▶ **Work instruction**: In the entries that follow, find the line containing "of one file.", then output exactly every line from the first through that one.

▶ **Exercise data**:
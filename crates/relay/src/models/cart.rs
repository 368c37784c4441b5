//! Abandoned-cart event payload.

use rust_decimal::Decimal;
use serde::Deserialize;

use cartsync_core::CartItem;

/// Tag applied when the storefront does not send any.
pub const DEFAULT_CART_TAG: &str = "Abandoned Cart";

/// An abandoned cart reported by the storefront.
///
/// Transient: never stored, only relayed to the marketing platform.
/// `email` stays a raw string here so a missing or malformed address is
/// reported as a validation error rather than a body rejection.
#[derive(Debug, Clone, Deserialize)]
#[serde(rename_all = "camelCase")]
pub struct AbandonedCart {
    pub customer_name: String,
    #[serde(default)]
    pub email: Option<String>,
    pub cart_id: String,
    #[serde(default)]
    pub cart_items: Vec<CartItem>,
    pub total_price: Decimal,
    pub abandonment_timestamp: String,
    pub return_url: String,
    #[serde(default)]
    pub tags: Option<Vec<String>>,
}

impl AbandonedCart {
    /// Tags implied by this event.
    #[must_use]
    pub fn event_tags(&self) -> Vec<String> {
        self.tags
            .clone()
            .unwrap_or_else(|| vec![DEFAULT_CART_TAG.to_string()])
    }
}
//! Persisted hash snapshot
//!
//! The snapshot records one content hash per file as of the end of the
//! previous successful sync. It is read once per run, never mutated
//! mid-operation, and replaced wholesale after a successful upload or
//! download.

use std::collections::BTreeMap;
use std::path::{Path, PathBuf};

use serde::{Deserialize, Serialize};
use tracing::debug;

use appsync_fs::{Category, checksum_bytes, io};

use crate::{Result, settle_all};

/// File name of the persisted snapshot at the work root.
pub const STATE_FILE: &str = ".appsync-state";

/// Files hashed concurrently per batch, to respect open-file limits.
pub const HASH_BATCH_SIZE: usize = 100;

/// Content hash of one file.
#[derive(Debug, Clone, PartialEq, Eq, Serialize, Deserialize)]
pub struct HashRecord {
    /// Hex digest of the file's bytes
    pub hash: String,
}

/// Per-category mapping of relative path to hash record.
pub type CategoryHashes = BTreeMap<String, HashRecord>;

/// Snapshot of all three categories.
#[derive(Debug, Clone, Default, PartialEq, Eq, Serialize, Deserialize)]
pub struct Snapshot {
    #[serde(rename = "data-items", default)]
    pub data_items: CategoryHashes,
    #[serde(rename = "data-source-items", default)]
    pub data_source_items: CategoryHashes,
    #[serde(rename = "data-objects", default)]
    pub data_objects: CategoryHashes,
}

impl Snapshot {
    /// The slice of the snapshot belonging to one category.
    pub fn slice(&self, category: Category) -> &CategoryHashes {
        match category {
            Category::DataItems => &self.data_items,
            Category::DataSourceItems => &self.data_source_items,
            Category::DataObjects => &self.data_objects,
        }
    }

    /// Replace one category's slice with freshly computed hashes.
    pub fn set_slice(&mut self, category: Category, hashes: CategoryHashes) {
        match category {
            Category::DataItems => self.data_items = hashes,
            Category::DataSourceItems => self.data_source_items = hashes,
            Category::DataObjects => self.data_objects = hashes,
        }
    }
}

/// Load/save access to the snapshot file at the work root.
#[derive(Debug)]
pub struct SnapshotStore {
    path: PathBuf,
}

impl SnapshotStore {
    pub fn new(work_root: &Path) -> Self {
        Self {
            path: work_root.join(STATE_FILE),
        }
    }

    pub fn path(&self) -> &Path {
        &self.path
    }

    /// Load the snapshot, creating an empty document if the file is absent.
    pub fn load(&self) -> Result<Snapshot> {
        let content = match std::fs::read_to_string(&self.path) {
            Ok(content) => content,
            Err(e) if e.kind() == std::io::ErrorKind::NotFound => {
                debug!(path = %self.path.display(), "creating empty snapshot file");
                let empty = serde_json::to_string_pretty(&Snapshot::default())?;
                io::write_text(&self.path, &empty)?;
                return Ok(Snapshot::default());
            }
            Err(e) => return Err(appsync_fs::Error::io(&self.path, e).into()),
        };
        Ok(serde_json::from_str(&content)?)
    }

    /// Replace the snapshot file with `snapshot`.
    ///
    /// The caller supplies a complete snapshot for all three categories;
    /// partial snapshots are never merged.
    pub fn save(&self, snapshot: &Snapshot) -> Result<()> {
        let content = serde_json::to_string_pretty(snapshot)?;
        io::write_text(&self.path, &content)?;
        Ok(())
    }
}

/// Hash `files` (relative to `root`) in batches of [`HASH_BATCH_SIZE`].
///
/// Within a batch every file is read and hashed concurrently; the next batch
/// starts only once the previous one has settled, bounding open file handles.
pub async fn hash_files(root: &Path, files: &[String]) -> Result<CategoryHashes> {
    hash_in_batches(root, files, |_| {}).await
}

async fn hash_in_batches(
    root: &Path,
    files: &[String],
    mut on_batch: impl FnMut(usize),
) -> Result<CategoryHashes> {
    let mut records = CategoryHashes::new();
    for batch in files.chunks(HASH_BATCH_SIZE) {
        on_batch(batch.len());
        let hashed = settle_all(batch.iter().map(|file| {
            let path = root.join(file);
            async move {
                let bytes = tokio::fs::read(&path)
                    .await
                    .map_err(|e| appsync_fs::Error::io(&path, e))?;
                Ok::<_, crate::Error>((
                    file.clone(),
                    HashRecord {
                        hash: checksum_bytes(&bytes),
                    },
                ))
            }
        }))
        .await?;
        records.extend(hashed);
    }
    Ok(records)
}
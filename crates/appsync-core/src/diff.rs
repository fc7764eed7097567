//! Change detection against the previous snapshot
//!
//! Partitions a category's live file listing into new, changed, and deleted
//! sets. Sidecar files never appear as objects of their own: a changed
//! sidecar is remapped to its owning primary file (a metadata-only edit must
//! still re-upload the object, since the payload embeds both), and sidecars
//! are excluded from the new and deleted sets.

use std::collections::BTreeSet;
use std::path::Path;

use appsync_fs::{Category, is_sidecar};

use crate::snapshot::{CategoryHashes, hash_files};
use crate::Result;

/// The computed partition of one category's files relative to a snapshot.
#[derive(Debug, Clone, Default, PartialEq, Eq)]
pub struct DiffResult {
    /// Paths not present in the snapshot
    pub new: BTreeSet<String>,
    /// Paths whose live hash differs from the recorded one, sidecars
    /// remapped to their primary file
    pub changed: BTreeSet<String>,
    /// Snapshot paths absent from the live listing
    pub deleted: BTreeSet<String>,
}

impl DiffResult {
    pub fn is_empty(&self) -> bool {
        self.new.is_empty() && self.changed.is_empty() && self.deleted.is_empty()
    }

    /// Human-readable change summary, e.g. `2 new, 1 changed`.
    pub fn summary(&self) -> String {
        if self.is_empty() {
            return "no changes".to_string();
        }
        let mut parts = Vec::new();
        if !self.new.is_empty() {
            parts.push(format!("{} new", self.new.len()));
        }
        if !self.changed.is_empty() {
            parts.push(format!("{} changed", self.changed.len()));
        }
        if !self.deleted.is_empty() {
            parts.push(format!("{} deleted", self.deleted.len()));
        }
        parts.join(", ")
    }
}

/// Compare the live listing of a category root against its snapshot slice.
///
/// Pure in its inputs apart from re-hashing the tracked live files; running
/// it twice against the same tree and snapshot yields identical results.
pub async fn diff(
    category: Category,
    root: &Path,
    live_files: &[String],
    previous: &CategoryHashes,
) -> Result<DiffResult> {
    let mut result = DiffResult::default();

    // Files present in the snapshot (primary or sidecar) are changed
    // candidates; unknown non-sidecar files are new.
    let mut tracked = Vec::new();
    for file in live_files {
        if previous.contains_key(file) {
            tracked.push(file.clone());
        } else if !is_sidecar(file) {
            result.new.insert(file.clone());
        }
    }

    let live_hashes = hash_files(root, &tracked).await?;
    for (file, record) in &live_hashes {
        if previous[file].hash != record.hash {
            let object = match category.primary_for_sidecar(file) {
                Some(primary) => primary,
                None => file.clone(),
            };
            result.changed.insert(object);
        }
    }

    // A remapped sidecar can name a primary file that is itself new;
    // changed processing wins so the partition stays disjoint.
    result.new.retain(|file| !result.changed.contains(file));

    let live: BTreeSet<&String> = live_files.iter().collect();
    for file in previous.keys() {
        if !is_sidecar(file) && !live.contains(file) {
            result.deleted.insert(file.clone());
        }
    }

    Ok(result)
}
//! Recursive file listing
//!
//! Enumerates files under a root as forward-slash relative paths in
//! traversal order. Entries that vanish between enumeration and stat are
//! omitted; failing to read a directory is an error.

use std::path::Path;

use crate::{Error, Result};

/// List all files under `root` as relative, forward-slash paths.
///
/// # Errors
///
/// Returns an error if a directory cannot be read. Stat failures on
/// individual entries are swallowed and the entry omitted.
pub fn list_files(root: &Path) -> Result<Vec<String>> {
    let mut result = Vec::new();
    walk(root, "", &mut result)?;
    Ok(result)
}

/// List files under `root`, keeping only paths for which `predicate` holds.
///
/// The predicate is applied to the complete listing after enumeration,
/// evaluated against root-relative paths.
pub fn list_files_filtered(
    root: &Path,
    predicate: impl Fn(&str) -> bool,
) -> Result<Vec<String>> {
    let mut files = list_files(root)?;
    files.retain(|path| predicate(path));
    Ok(files)
}

fn walk(dir: &Path, prefix: &str, out: &mut Vec<String>) -> Result<()> {
    let entries = std::fs::read_dir(dir).map_err(|e| Error::io(dir, e))?;
    for entry in entries {
        let entry = entry.map_err(|e| Error::io(dir, e))?;
        let name = entry.file_name().to_string_lossy().into_owned();
        let relative = if prefix.is_empty() {
            name
        } else {
            format!("{prefix}/{name}")
        };

        // A transiently vanished entry is simply omitted
        let Ok(file_type) = entry.file_type() else {
            continue;
        };
        if file_type.is_dir() {
            walk(&entry.path(), &relative, out)?;
        } else {
            out.push(relative);
        }
    }
    Ok(())
}
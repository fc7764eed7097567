//! Ignore-rule filtering for the sync work tree
//!
//! One rule per non-comment line of the ignore file, compiled as a regular
//! expression and matched against work-root-relative paths with forward-slash
//! separators. The rule set is immutable once loaded for a run.

use std::path::Path;

use regex::Regex;
use tracing::debug;

use crate::{Error, Result};

/// File name of the ignore file at the work root.
pub const IGNORE_FILE: &str = ".appsyncignore";

/// Content written when no ignore file exists yet.
const DEFAULT_IGNORE: &str = "# Files not to sync\n/node_modules/\n/dist/";

/// Compiled ignore rules applied to relative paths.
#[derive(Debug)]
pub struct IgnoreFilter {
    rules: Vec<Regex>,
}

impl IgnoreFilter {
    /// Parse ignore-file contents into a filter.
    ///
    /// Blank lines and lines starting with `#` are skipped; every other line
    /// must compile as a regular expression.
    pub fn parse(content: &str) -> Result<Self> {
        let mut rules = Vec::new();
        for line in content.lines() {
            if line.is_empty() || line.starts_with('#') {
                continue;
            }
            let rule = Regex::new(line).map_err(|e| Error::IgnoreRule {
                rule: line.to_string(),
                message: e.to_string(),
            })?;
            rules.push(rule);
        }
        Ok(Self { rules })
    }

    /// Load the ignore file at `path`, creating it with default rules if
    /// absent. Any other I/O failure propagates.
    pub fn load_or_init(path: &Path) -> Result<Self> {
        let content = match std::fs::read_to_string(path) {
            Ok(content) => content,
            Err(e) if e.kind() == std::io::ErrorKind::NotFound => {
                debug!(path = %path.display(), "creating default ignore file");
                std::fs::write(path, DEFAULT_IGNORE).map_err(|e| Error::io(path, e))?;
                DEFAULT_IGNORE.to_string()
            }
            Err(e) => return Err(Error::io(path, e)),
        };
        Self::parse(&content)
    }

    /// Whether a work-root-relative path matches any ignore rule.
    ///
    /// Backslashes are normalized to forward slashes and leading separators
    /// stripped before matching.
    pub fn is_ignored(&self, path: &str) -> bool {
        let normalized = path.replace('\\', "/");
        let relative = normalized.trim_start_matches('/');
        self.rules.iter().any(|rule| rule.is_match(relative))
    }

    /// Logical negation of [`is_ignored`](Self::is_ignored), for use as a
    /// listing predicate.
    pub fn is_kept(&self, path: &str) -> bool {
        !self.is_ignored(path)
    }
}
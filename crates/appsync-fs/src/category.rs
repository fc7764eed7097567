//! The three synchronized object categories and their layout constants.
//!
//! Directory name, snapshot key, and archive manifest stem are the same
//! literal per category; keeping them behind one enum removes the
//! stringly-typed coupling the sync code would otherwise accumulate.

use std::path::Path;

/// Suffix of metadata sidecar files co-located with an object's primary file.
pub const SIDECAR_SUFFIX: &str = ".meta.json";

/// An object category synchronized with the remote store.
#[derive(Debug, Clone, Copy, PartialEq, Eq, Hash)]
pub enum Category {
    /// Raw content items uploaded as byte streams with sidecar metadata.
    DataItems,
    /// Source items uploaded as JSON documents embedding base64 source.
    DataSourceItems,
    /// Data objects, same wire shape as source items.
    DataObjects,
}

impl Category {
    /// All categories, in the order they appear in the persisted snapshot.
    pub const ALL: [Category; 3] = [
        Category::DataItems,
        Category::DataSourceItems,
        Category::DataObjects,
    ];

    /// Directory name under the work root; also the snapshot key.
    pub fn dir_name(&self) -> &'static str {
        match self {
            Self::DataItems => "data-items",
            Self::DataSourceItems => "data-source-items",
            Self::DataObjects => "data-objects",
        }
    }

    /// Name of this category's manifest entry inside a downloaded archive.
    pub fn manifest_name(&self) -> &'static str {
        match self {
            Self::DataItems => "data-items.json",
            Self::DataSourceItems => "data-source-items.json",
            Self::DataObjects => "data-objects.json",
        }
    }

    /// Source-file suffix stripped when deriving an object's remote name.
    ///
    /// `None` for data items, whose remote name is the full relative path.
    pub fn source_suffix(&self) -> Option<&'static str> {
        match self {
            Self::DataItems => None,
            Self::DataSourceItems | Self::DataObjects => Some(".py"),
        }
    }

    /// Derive the remote object name for a file in this category.
    pub fn remote_name<'a>(&self, path: &'a str) -> &'a str {
        match self.source_suffix() {
            Some(suffix) => path.strip_suffix(suffix).unwrap_or(path),
            None => path,
        }
    }

    /// Path of the metadata sidecar accompanying `path`.
    ///
    /// Data items keep the full file name as the sidecar stem (`x` →
    /// `x.meta.json`); source categories drop their suffix first (`foo.py` →
    /// `foo.meta.json`).
    pub fn sidecar_path(&self, path: &str) -> String {
        format!("{}{}", self.remote_name(path), SIDECAR_SUFFIX)
    }

    /// Map a sidecar path back to its owning primary file.
    ///
    /// Returns `None` if `path` is not a sidecar.
    pub fn primary_for_sidecar(&self, path: &str) -> Option<String> {
        let stem = path.strip_suffix(SIDECAR_SUFFIX)?;
        Some(format!("{}{}", stem, self.source_suffix().unwrap_or("")))
    }
}

/// Whether a relative path names a metadata sidecar file.
pub fn is_sidecar(path: &str) -> bool {
    path.ends_with(SIDECAR_SUFFIX)
}

impl AsRef<Path> for Category {
    fn as_ref(&self) -> &Path {
        Path::new(self.dir_name())
    }
}

impl std::fmt::Display for Category {
    fn fmt(&self, f: &mut std::fmt::Formatter<'_>) -> std::fmt::Result {
        write!(f, "{}", self.dir_name())
    }
}
//! End-to-end upload flow tests against an in-memory remote

use std::fs;
use std::path::Path;
use std::sync::Arc;

use base64::{Engine as _, engine::general_purpose::STANDARD as BASE64};
use pretty_assertions::assert_eq;

use appsync_core::{STATE_FILE, SyncEngine, SnapshotStore};
use integration_tests::{Call, MockRemote};

fn engine(work_root: &Path, remote: Arc<MockRemote>) -> SyncEngine {
    let engine = SyncEngine::new(work_root.to_path_buf(), remote).unwrap();
    engine.ensure_work_tree().unwrap();
    engine
}

#[tokio::test]
async fn first_upload_pushes_every_category_and_persists_state() {
    let dir = tempfile::tempdir().unwrap();
    let remote = Arc::new(MockRemote::default());
    let engine = engine(dir.path(), remote.clone());

    fs::write(dir.path().join("data-items/logo.png"), [1u8, 2, 3]).unwrap();
    fs::write(
        dir.path().join("data-items/logo.png.meta.json"),
        r#"{"category":"web"}"#,
    )
    .unwrap();
    fs::write(dir.path().join("data-source-items/orders.py"), "rows = []").unwrap();
    fs::write(dir.path().join("data-objects/calc.py"), "x = 1").unwrap();

    engine.upload().await.unwrap();

    let mut calls = remote.recorded();
    calls.sort_by_key(|c| format!("{c:?}"));
    assert_eq!(
        calls,
        vec![
            Call::Upsert {
                category: "data-items",
                name: "logo.png".into(),
                kind: "item"
            },
            Call::Upsert {
                category: "data-objects",
                name: "calc".into(),
                kind: "document"
            },
            Call::Upsert {
                category: "data-source-items",
                name: "orders".into(),
                kind: "document"
            },
        ]
    );

    // Snapshot covers primaries and sidecars across all categories
    let snapshot = SnapshotStore::new(dir.path()).load().unwrap();
    assert!(snapshot.data_items.contains_key("logo.png"));
    assert!(snapshot.data_items.contains_key("logo.png.meta.json"));
    assert!(snapshot.data_source_items.contains_key("orders.py"));
    assert!(snapshot.data_objects.contains_key("calc.py"));
}

#[tokio::test]
async fn document_payload_embeds_base64_source_and_sidecar_fields() {
    let dir = tempfile::tempdir().unwrap();
    let remote = Arc::new(MockRemote::default());
    let engine = engine(dir.path(), remote.clone());

    fs::write(dir.path().join("data-objects/calc.py"), "x = 1").unwrap();
    fs::write(
        dir.path().join("data-objects/calc.meta.json"),
        r#"{"category":"tools"}"#,
    )
    .unwrap();

    engine.upload().await.unwrap();

    let documents = remote.documents.lock().unwrap().clone();
    assert_eq!(documents.len(), 1);
    let (name, document) = &documents[0];
    assert_eq!(name, "calc");
    let value: serde_json::Value = serde_json::from_str(document).unwrap();
    assert_eq!(value["category"], "tools");
    assert_eq!(value["stylesheet"], BASE64.encode("x = 1"));
}

#[tokio::test]
async fn sidecar_only_edit_reuploads_the_primary_file() {
    let dir = tempfile::tempdir().unwrap();
    let remote = Arc::new(MockRemote::default());
    let engine = engine(dir.path(), remote.clone());

    fs::write(dir.path().join("data-source-items/orders.py"), "rows = []").unwrap();
    fs::write(
        dir.path().join("data-source-items/orders.meta.json"),
        r#"{"category":"db"}"#,
    )
    .unwrap();
    engine.upload().await.unwrap();
    remote.clear();

    fs::write(
        dir.path().join("data-source-items/orders.meta.json"),
        r#"{"category":"db","timeout":30}"#,
    )
    .unwrap();
    engine.upload().await.unwrap();

    assert_eq!(
        remote.recorded(),
        vec![Call::Upsert {
            category: "data-source-items",
            name: "orders".into(),
            kind: "document"
        }]
    );
}

#[tokio::test]
async fn removed_file_is_deleted_remotely_and_404_counts_as_done() {
    let dir = tempfile::tempdir().unwrap();
    let remote = Arc::new(MockRemote {
        missing: vec!["calc".to_string()],
        ..MockRemote::default()
    });
    let engine = engine(dir.path(), remote.clone());

    fs::write(dir.path().join("data-objects/calc.py"), "x = 1").unwrap();
    engine.upload().await.unwrap();
    remote.clear();

    fs::remove_file(dir.path().join("data-objects/calc.py")).unwrap();
    engine.upload().await.unwrap();

    // The 404 was swallowed and the flow still saved a fresh snapshot
    assert_eq!(
        remote.recorded(),
        vec![Call::Delete {
            category: "data-objects",
            name: "calc".into()
        }]
    );
    let snapshot = SnapshotStore::new(dir.path()).load().unwrap();
    assert!(snapshot.data_objects.is_empty());
}

#[tokio::test]
async fn ignored_files_are_never_uploaded_or_tracked() {
    let dir = tempfile::tempdir().unwrap();
    fs::write(dir.path().join(".appsyncignore"), "data-items/web/").unwrap();
    let remote = Arc::new(MockRemote::default());
    let engine = engine(dir.path(), remote.clone());

    fs::create_dir_all(dir.path().join("data-items/web")).unwrap();
    fs::write(dir.path().join("data-items/web/index.html"), "<html>").unwrap();
    fs::write(dir.path().join("data-items/version.json"), "{}").unwrap();

    engine.upload().await.unwrap();

    assert_eq!(
        remote.recorded(),
        vec![Call::Upsert {
            category: "data-items",
            name: "version.json".into(),
            kind: "item"
        }]
    );
    let snapshot = SnapshotStore::new(dir.path()).load().unwrap();
    assert!(!snapshot.data_items.contains_key("web/index.html"));
}

#[tokio::test]
async fn unchanged_tree_round_trips_to_a_stable_snapshot() {
    let dir = tempfile::tempdir().unwrap();
    let remote = Arc::new(MockRemote::default());
    let engine = engine(dir.path(), remote.clone());

    fs::write(dir.path().join("data-items/x"), "raw").unwrap();
    engine.upload().await.unwrap();
    let first = fs::read_to_string(dir.path().join(STATE_FILE)).unwrap();
    remote.clear();

    engine.upload().await.unwrap();
    let second = fs::read_to_string(dir.path().join(STATE_FILE)).unwrap();

    assert!(remote.recorded().is_empty());
    assert_eq!(first, second);
}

▶ **Exercise output**:
filename crates/relay/src/models/cart.rs
repository 368c37784c4441b5
//! Abandoned-cart event payload.

use rust_decimal::Decimal;
use serde::Deserialize;

use cartsync_core::CartItem;

/// Tag applied when the storefront does not send any.
pub const DEFAULT_CART_TAG: &str = "Abandoned Cart";

/// An abandoned cart reported by the storefront.
///
/// Transient: never stored, only relayed to the marketing platform.
/// `email` stays a raw string here so a missing or malformed address is
/// reported as a validation error rather than a body rejection.
#[derive(Debug, Clone, Deserialize)]
#[serde(rename_all = "camelCase")]
pub struct AbandonedCart {
    pub customer_name: String,
    #[serde(default)]
    pub email: Option<String>,
    pub cart_id: String,
    #[serde(default)]
    pub cart_items: Vec<CartItem>,
    pub total_price: Decimal,
    pub abandonment_timestamp: String,
    pub return_url: String,
    #[serde(default)]
    pub tags: Option<Vec<String>>,
}

impl AbandonedCart {
    /// Tags implied by this event.
    #[must_use]
    pub fn event_tags(&self) -> Vec<String> {
        self.tags
            .clone()
            .unwrap_or_else(|| vec![DEFAULT_CART_TAG.to_string()])
    }
}
//! Persisted hash snapshot
//!
//! The snapshot records one content hash per file as of the end of the
//! previous successful sync. It is read once per run, never mutated
//! mid-operation, and replaced wholesale after a successful upload or
//! download.

use std::collections::BTreeMap;
use std::path::{Path, PathBuf};

use serde::{Deserialize, Serialize};
use tracing::debug;

use appsync_fs::{Category, checksum_bytes, io};

use crate::{Result, settle_all};

/// File name of the persisted snapshot at the work root.
pub const STATE_FILE: &str = ".appsync-state";

/// Files hashed concurrently per batch, to respect open-file limits.
pub const HASH_BATCH_SIZE: usize = 100;

/// Content hash of one file.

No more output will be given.